**Brief**
Output the entries below exactly, from the first line to the line holding "let base_floor = read_offset(&dir)?;", both included.

─── Data provided

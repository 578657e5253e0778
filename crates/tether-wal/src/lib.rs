//! # tether-wal
//!
//! A durable, append-only log organized as bounded segments. Entries are
//! CRC-framed; replay after a crash treats a torn or corrupt tail frame as
//! end-of-log and discards everything after it. Positions are dense within a
//! log and stay contiguous across truncation.

use std::fs::{self, File, OpenOptions};
use std::io::Write;
use std::path::{Path, PathBuf};

use parking_lot::RwLock;
use tracing::{debug, warn};

use tether_core::{Result, TetherError};

pub mod frame;

pub use frame::{frame_size, FRAME_OVERHEAD};

/// Monotonic entry index within one log.
pub type Position = i64;

const SEGMENT_PREFIX: &str = "segment-";
const SEGMENT_SUFFIX: &str = ".wal";
const OFFSET_FILE: &str = "wal.offset";

/// A decoded log entry.
#[derive(Debug, Clone, PartialEq, Eq)]
pub struct Entry {
    pub position: Position,
    pub entry_type: String,
    pub data: Vec<u8>,
}

/// Log tuning knobs.
#[derive(Debug, Clone)]
pub struct WalOptions {
    /// Roll to a new segment once the active one reaches this many bytes.
    pub segment_size: u64,
    /// Skip the hardware sync in `sync`/`fsync` (tests only; appends are
    /// still flushed to the OS, so in-process visibility is unaffected).
    pub disable_sync: bool,
}

impl Default for WalOptions {
    fn default() -> Self {
        Self {
            segment_size: 4 * 1024 * 1024,
            disable_sync: false,
        }
    }
}

struct SegmentMeta {
    base: Position,
    entries: u64,
    path: PathBuf,
}

struct ActiveSegment {
    base: Position,
    entries: u64,
    size: u64,
    path: PathBuf,
    file: File,
}

struct WalInner {
    dir: PathBuf,
    opts: WalOptions,
    sealed: Vec<SegmentMeta>,
    active: ActiveSegment,
    /// First logical position still in the log.
    base: Position,
    /// Next position to assign.
    next: Position,
    closed: bool,
}

/// A single append-only log rooted at one directory.
pub struct Wal {
    inner: RwLock<WalInner>,
}

impl Wal {
    /// Open (or create) a log in `dir`, recovering from any torn tail.
    pub fn open(dir: impl AsRef<Path>, opts: WalOptions) -> Result<Self> {
        let dir = dir.as_ref().to_path_buf();
        fs::create_dir_all(&dir)?;

        let base_floor = read_offset(&dir)?;
        let mut segments = list_segments(&dir)?;
        segments.sort_by_key(|s| s.0);

        let mut sealed: Vec<SegmentMeta> = Vec::new();
        let mut next = base_floor;
        let mut torn_at: Option<usize> = None;
        for (idx, (seg_base, path)) in segments.iter().enumerate() {
            let buf = fs::read(path)?;
            let scan = scan_buffer(&buf);
            if scan.valid_bytes < buf.len() as u64 {
                warn!(path = %path.display(), "torn wal tail, truncating segment");
                let f = OpenOptions::new().write(true).open(path)?;
                f.set_len(scan.valid_bytes)?;
                f.sync_all().ok();
                torn_at = Some(idx);
            }
            sealed.push(SegmentMeta {
                base: *seg_base,
                entries: scan.entries,
                path: path.clone(),
            });
            next = seg_base + scan.entries as Position;
            if torn_at.is_some() {
                break;
            }
        }
        // Everything after a torn segment is unreachable; delete it.
        if let Some(idx) = torn_at {
            for (_, path) in segments.iter().skip(idx + 1) {
                debug!(path = %path.display(), "discarding wal segment after torn tail");
                fs::remove_file(path).ok();
            }
        }

        let base = sealed.first().map(|s| s.base).unwrap_or(next).max(0);
        let base = base.max(base_floor.min(next));

        // The last surviving segment becomes the active writer.
        let active = match sealed.pop() {
            Some(meta) => {
                let file = OpenOptions::new().append(true).open(&meta.path)?;
                let size = file.metadata()?.len();
                ActiveSegment {
                    base: meta.base,
                    entries: meta.entries,
                    size,
                    path: meta.path,
                    file,
                }
            }
            None => create_segment(&dir, next)?,
        };

        Ok(Self {
            inner: RwLock::new(WalInner {
                dir,
                opts,
                sealed,
                active,
                base,
                next,
                closed: false,
            }),
        })
    }

    /// Append an entry; returns its position. Visible to readers immediately,
    /// durable once `sync` returns.
    pub fn append(&self, entry_type: &str, data: &[u8]) -> Result<Position> {
        let mut inner = self.inner.write();
        if inner.closed {
            return Err(closed_err());
        }
        if inner.active.size >= inner.opts.segment_size && inner.active.entries > 0 {
            roll(&mut inner)?;
        }
        let buf = frame::encode(entry_type, data)?;
        inner.active.file.write_all(&buf)?;
        let pos = inner.next;
        inner.next += 1;
        inner.active.entries += 1;
        inner.active.size += buf.len() as u64;
        Ok(pos)
    }

    /// Flush appended entries to stable storage.
    pub fn sync(&self) -> Result<()> {
        let inner = self.inner.read();
        if inner.closed {
            return Err(closed_err());
        }
        if !inner.opts.disable_sync {
            inner.active.file.sync_data()?;
        }
        Ok(())
    }

    /// Escalate to a full hardware fsync.
    pub fn fsync(&self) -> Result<()> {
        let inner = self.inner.read();
        if inner.closed {
            return Err(closed_err());
        }
        if !inner.opts.disable_sync {
            inner.active.file.sync_all()?;
        }
        Ok(())
    }

    /// Invoke `f` for every entry with position >= `from` (and >= the first
    /// retained position), in order. An error from `f` stops the replay and
    /// propagates.
    pub fn read_since<F>(&self, from: Position, mut f: F) -> Result<()>
    where
        F: FnMut(Entry) -> Result<()>,
    {
        let inner = self.inner.read();
        if inner.closed {
            return Err(closed_err());
        }
        let floor = from.max(inner.base);
        let segments: Vec<(Position, u64, PathBuf)> = inner
            .sealed
            .iter()
            .map(|s| (s.base, s.entries, s.path.clone()))
            .chain(std::iter::once((
                inner.active.base,
                inner.active.entries,
                inner.active.path.clone(),
            )))
            .collect();
        drop(inner);

        for (seg_base, entries, path) in segments {
            if seg_base + entries as Position <= floor {
                continue;
            }
            // A racing truncate may have deleted the segment already.
            let buf = match fs::read(&path) {
                Ok(buf) => buf,
                Err(e) if e.kind() == std::io::ErrorKind::NotFound => continue,
                Err(e) => return Err(e.into()),
            };
            let mut offset = 0usize;
            let mut pos = seg_base;
            loop {
                match frame::decode(&buf[offset..]) {
                    frame::FrameRead::Frame(fr) => {
                        if pos >= floor {
                            f(Entry {
                                position: pos,
                                entry_type: fr.entry_type.to_string(),
                                data: fr.data.to_vec(),
                            })?;
                        }
                        offset += fr.consumed;
                        pos += 1;
                    }
                    frame::FrameRead::End => break,
                    frame::FrameRead::Torn => {
                        // A torn in-memory view can only be the unflushed or
                        // crash-damaged tail; stop here.
                        return Ok(());
                    }
                }
            }
        }
        Ok(())
    }

    /// Replay every retained entry from the start of the log.
    pub fn replay<F>(&self, f: F) -> Result<()>
    where
        F: FnMut(Entry) -> Result<()>,
    {
        self.read_since(Position::MIN, f)
    }

    /// Drop all entries with position < `before`. Whole segments below the
    /// cut are deleted; the first retained position becomes `before`.
    pub fn truncate(&self, before: Position) -> Result<()> {
        let mut inner = self.inner.write();
        if inner.closed {
            return Err(closed_err());
        }
        let before = before.clamp(inner.base, inner.next);
        if before == inner.base {
            return Ok(());
        }

        let mut kept = Vec::new();
        for seg in inner.sealed.drain(..) {
            if seg.base + seg.entries as Position <= before {
                debug!(path = %seg.path.display(), "deleting wal segment below truncation cut");
                fs::remove_file(&seg.path).ok();
            } else {
                kept.push(seg);
            }
        }
        inner.sealed = kept;

        // If every active entry is below the cut, restart the active segment
        // at the new base so the file does not pin deleted positions.
        if inner.active.base + inner.active.entries as Position <= before {
            fs::remove_file(&inner.active.path).ok();
            inner.active = create_segment(&inner.dir, inner.next)?;
        }

        inner.base = before;
        write_offset(&inner.dir, before)?;
        Ok(())
    }

    /// Force a roll to a new segment.
    pub fn rotate(&self) -> Result<()> {
        let mut inner = self.inner.write();
        if inner.closed {
            return Err(closed_err());
        }
        if inner.active.entries == 0 {
            return Ok(());
        }
        roll(&mut inner)
    }

    /// First retained position.
    pub fn first_position(&self) -> Position {
        self.inner.read().base
    }

    /// Position the next append will receive.
    pub fn next_position(&self) -> Position {
        self.inner.read().next
    }

    /// Flush and release the log.
    pub fn close(&self) -> Result<()> {
        let mut inner = self.inner.write();
        if inner.closed {
            return Ok(());
        }
        if !inner.opts.disable_sync {
            inner.active.file.sync_all().ok();
        }
        inner.closed = true;
        Ok(())
    }
}

fn closed_err() -> TetherError {
    TetherError::Io(std::io::Error::new(
        std::io::ErrorKind::BrokenPipe,
        "wal is closed",
    ))
}

fn roll(inner: &mut WalInner) -> Result<()> {
    if !inner.opts.disable_sync {
        inner.active.file.sync_all()?;
    }
    let next = inner.next;
    let dir = inner.dir.clone();
    let old = std::mem::replace(&mut inner.active, create_segment(&dir, next)?);
    inner.sealed.push(SegmentMeta {
        base: old.base,
        entries: old.entries,
        path: old.path,
    });
    Ok(())
}

fn create_segment(dir: &Path, base: Position) -> Result<ActiveSegment> {
    let path = dir.join(format!("{SEGMENT_PREFIX}{base:016}{SEGMENT_SUFFIX}"));
    let file = OpenOptions::new()
        .create(true)
        .write(true)
        .truncate(true)
        .open(&path)?;
    Ok(ActiveSegment {
        base,
        entries: 0,
        size: 0,
        path,
        file,
    })
}

fn list_segments(dir: &Path) -> Result<Vec<(Position, PathBuf)>> {
    let mut out = Vec::new();
    for entry in fs::read_dir(dir)? {
        let entry = entry?;
        let name = entry.file_name();
        let name = name.to_string_lossy();
        if let Some(rest) = name
            .strip_prefix(SEGMENT_PREFIX)
            .and_then(|r| r.strip_suffix(SEGMENT_SUFFIX))
        {
            if let Ok(base) = rest.parse::<u64>() {
                out.push((base as Position, entry.path()));
            }
        }
    }
    Ok(out)
}

struct ScanOutcome {
    entries: u64,
    valid_bytes: u64,
}

fn scan_buffer(buf: &[u8]) -> ScanOutcome {
    let mut offset = 0usize;
    let mut entries = 0u64;
    loop {
        match frame::decode(&buf[offset..]) {
            frame::FrameRead::Frame(fr) => {
                offset += fr.consumed;
                entries += 1;
            }
            frame::FrameRead::End | frame::FrameRead::Torn => {
                return ScanOutcome {
                    entries,
                    valid_bytes: offset as u64,
                };
            }
        }
    }
}

fn read_offset(dir: &Path) -> Result<Position> {
    let path = dir.join(OFFSET_FILE);
    match fs::read_to_string(&path) {
        Ok(s) => s
            .trim()
            .parse::<Position>()
            .map_err(|_| TetherError::Integrity(format!("bad wal offset file: {s:?}"))),
        Err(e) if e.kind() == std::io::ErrorKind::NotFound => Ok(0),
        Err(e) => Err(e.into()),
    }
}

fn write_offset(dir: &Path, base: Position) -> Result<()> {
    let mut f = File::create(dir.join(OFFSET_FILE))?;
    write!(f, "{base}")?;
    f.sync_all().ok();
    Ok(())
}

──────

**Task solution**
repository 578657e5253e0778
filename crates/tether-wal/src/lib.rs
//! # tether-wal
//!
//! A durable, append-only log organized as bounded segments. Entries are
//! CRC-framed; replay after a crash treats a torn or corrupt tail frame as
//! end-of-log and discards everything after it. Positions are dense within a
//! log and stay contiguous across truncation.

use std::fs::{self, File, OpenOptions};
use std::io::Write;
use std::path::{Path, PathBuf};

use parking_lot::RwLock;
use tracing::{debug, warn};

use tether_core::{Result, TetherError};

pub mod frame;

pub use frame::{frame_size, FRAME_OVERHEAD};

/// Monotonic entry index within one log.
pub type Position = i64;

const SEGMENT_PREFIX: &str = "segment-";
const SEGMENT_SUFFIX: &str = ".wal";
const OFFSET_FILE: &str = "wal.offset";

/// A decoded log entry.
#[derive(Debug, Clone, PartialEq, Eq)]
pub struct Entry {
    pub position: Position,
    pub entry_type: String,
    pub data: Vec<u8>,
}

/// Log tuning knobs.
#[derive(Debug, Clone)]
pub struct WalOptions {
    /// Roll to a new segment once the active one reaches this many bytes.
    pub segment_size: u64,
    /// Skip the hardware sync in `sync`/`fsync` (tests only; appends are
    /// still flushed to the OS, so in-process visibility is unaffected).
    pub disable_sync: bool,
}

impl Default for WalOptions {
    fn default() -> Self {
        Self {
            segment_size: 4 * 1024 * 1024,
            disable_sync: false,
        }
    }
}

struct SegmentMeta {
    base: Position,
    entries: u64,
    path: PathBuf,
}

struct ActiveSegment {
    base: Position,
    entries: u64,
    size: u64,
    path: PathBuf,
    file: File,
}

struct WalInner {
    dir: PathBuf,
    opts: WalOptions,
    sealed: Vec<SegmentMeta>,
    active: ActiveSegment,
    /// First logical position still in the log.
    base: Position,
    /// Next position to assign.
    next: Position,
    closed: bool,
}

/// A single append-only log rooted at one directory.
pub struct Wal {
    inner: RwLock<WalInner>,
}

impl Wal {
    /// Open (or create) a log in `dir`, recovering from any torn tail.
    pub fn open(dir: impl AsRef<Path>, opts: WalOptions) -> Result<Self> {
        let dir = dir.as_ref().to_path_buf();
        fs::create_dir_all(&dir)?;

        let base_floor = read_offset(&dir)?;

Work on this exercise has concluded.